Data provided Block Start

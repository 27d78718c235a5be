//! Profile repository implementation

use rusqlite::{params, Connection, OptionalExtension};

use crate::error::Result;
use crate::models::{ProfilePatch, UserProfile};

/// Trait for profile storage operations
pub trait ProfileRepository {
    /// Load the caller's profile, if one was ever written
    fn get(&self, user_id: &str) -> Result<Option<UserProfile>>;

    /// Create or update the caller's profile
    fn upsert(&self, user_id: &str, patch: &ProfilePatch) -> Result<UserProfile>;
}

/// `SQLite` implementation of `ProfileRepository`
pub struct SqliteProfileRepository<'a> {
    conn: &'a Connection,
}

impl<'a> SqliteProfileRepository<'a> {
    pub const fn new(conn: &'a Connection) -> Self {
        Self { conn }
    }

    fn parse_profile(row: &rusqlite::Row<'_>) -> rusqlite::Result<UserProfile> {
        Ok(UserProfile {
            id: row.get(0)?,
            display_name: row.get(1)?,
            avatar_url: row.get(2)?,
            created_at: row.get(3)?,
            updated_at: row.get(4)?,
        })
    }
}

impl ProfileRepository for SqliteProfileRepository<'_> {
    fn get(&self, user_id: &str) -> Result<Option<UserProfile>> {
        let profile = self
            .conn
            .query_row(
                "SELECT id, display_name, avatar_url, created_at, updated_at
                 FROM user_profiles WHERE id = ?",
                params![user_id],
                Self::parse_profile,
            )
            .optional()?;
        Ok(profile)
    }

    fn upsert(&self, user_id: &str, patch: &ProfilePatch) -> Result<UserProfile> {
        let tx = self.conn.unchecked_transaction()?;
        let now = chrono::Utc::now().timestamp_millis();

        let mut profile = self.get(user_id)?.unwrap_or_else(|| UserProfile {
            id: user_id.to_string(),
            display_name: None,
            avatar_url: None,
            created_at: now,
            updated_at: now,
        });
        if let Some(display_name) = &patch.display_name {
            profile.display_name.clone_from(display_name);
        }
        if let Some(avatar_url) = &patch.avatar_url {
            profile.avatar_url.clone_from(avatar_url);
        }
        profile.updated_at = now.max(profile.updated_at);

        tx.execute(
            "INSERT INTO user_profiles (id, display_name, avatar_url, created_at, updated_at)
             VALUES (?, ?, ?, ?, ?)
             ON CONFLICT(id) DO UPDATE SET
                display_name = excluded.display_name,
                avatar_url = excluded.avatar_url,
                updated_at = excluded.updated_at",
            params![
                profile.id,
                profile.display_name,
                profile.avatar_url,
                profile.created_at,
                profile.updated_at
            ],
        )?;
        tx.commit()?;

        Ok(profile)
    }
}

Data provided Block End

Word for word, reproduce the lines of the listing from the first one through the line containing "let now = chrono::Utc::now().timestamp_millis();", and no more.

■ Output for this exercise ■
repository 27d78718c235a5be
//! Profile repository implementation

use rusqlite::{params, Connection, OptionalExtension};

use crate::error::Result;
use crate::models::{ProfilePatch, UserProfile};

/// Trait for profile storage operations
pub trait ProfileRepository {
    /// Load the caller's profile, if one was ever written
    fn get(&self, user_id: &str) -> Result<Option<UserProfile>>;

    /// Create or update the caller's profile
    fn upsert(&self, user_id: &str, patch: &ProfilePatch) -> Result<UserProfile>;
}

/// `SQLite` implementation of `ProfileRepository`
pub struct SqliteProfileRepository<'a> {
    conn: &'a Connection,
}

impl<'a> SqliteProfileRepository<'a> {
    pub const fn new(conn: &'a Connection) -> Self {
        Self { conn }
    }

    fn parse_profile(row: &rusqlite::Row<'_>) -> rusqlite::Result<UserProfile> {
        Ok(UserProfile {
            id: row.get(0)?,
            display_name: row.get(1)?,
            avatar_url: row.get(2)?,
            created_at: row.get(3)?,
            updated_at: row.get(4)?,
        })
    }
}

impl ProfileRepository for SqliteProfileRepository<'_> {
    fn get(&self, user_id: &str) -> Result<Option<UserProfile>> {
        let profile = self
            .conn
            .query_row(
                "SELECT id, display_name, avatar_url, created_at, updated_at
                 FROM user_profiles WHERE id = ?",
                params![user_id],
                Self::parse_profile,
            )
            .optional()?;
        Ok(profile)
    }

    fn upsert(&self, user_id: &str, patch: &ProfilePatch) -> Result<UserProfile> {
        let tx = self.conn.unchecked_transaction()?;
        let now = chrono::Utc::now().timestamp_millis();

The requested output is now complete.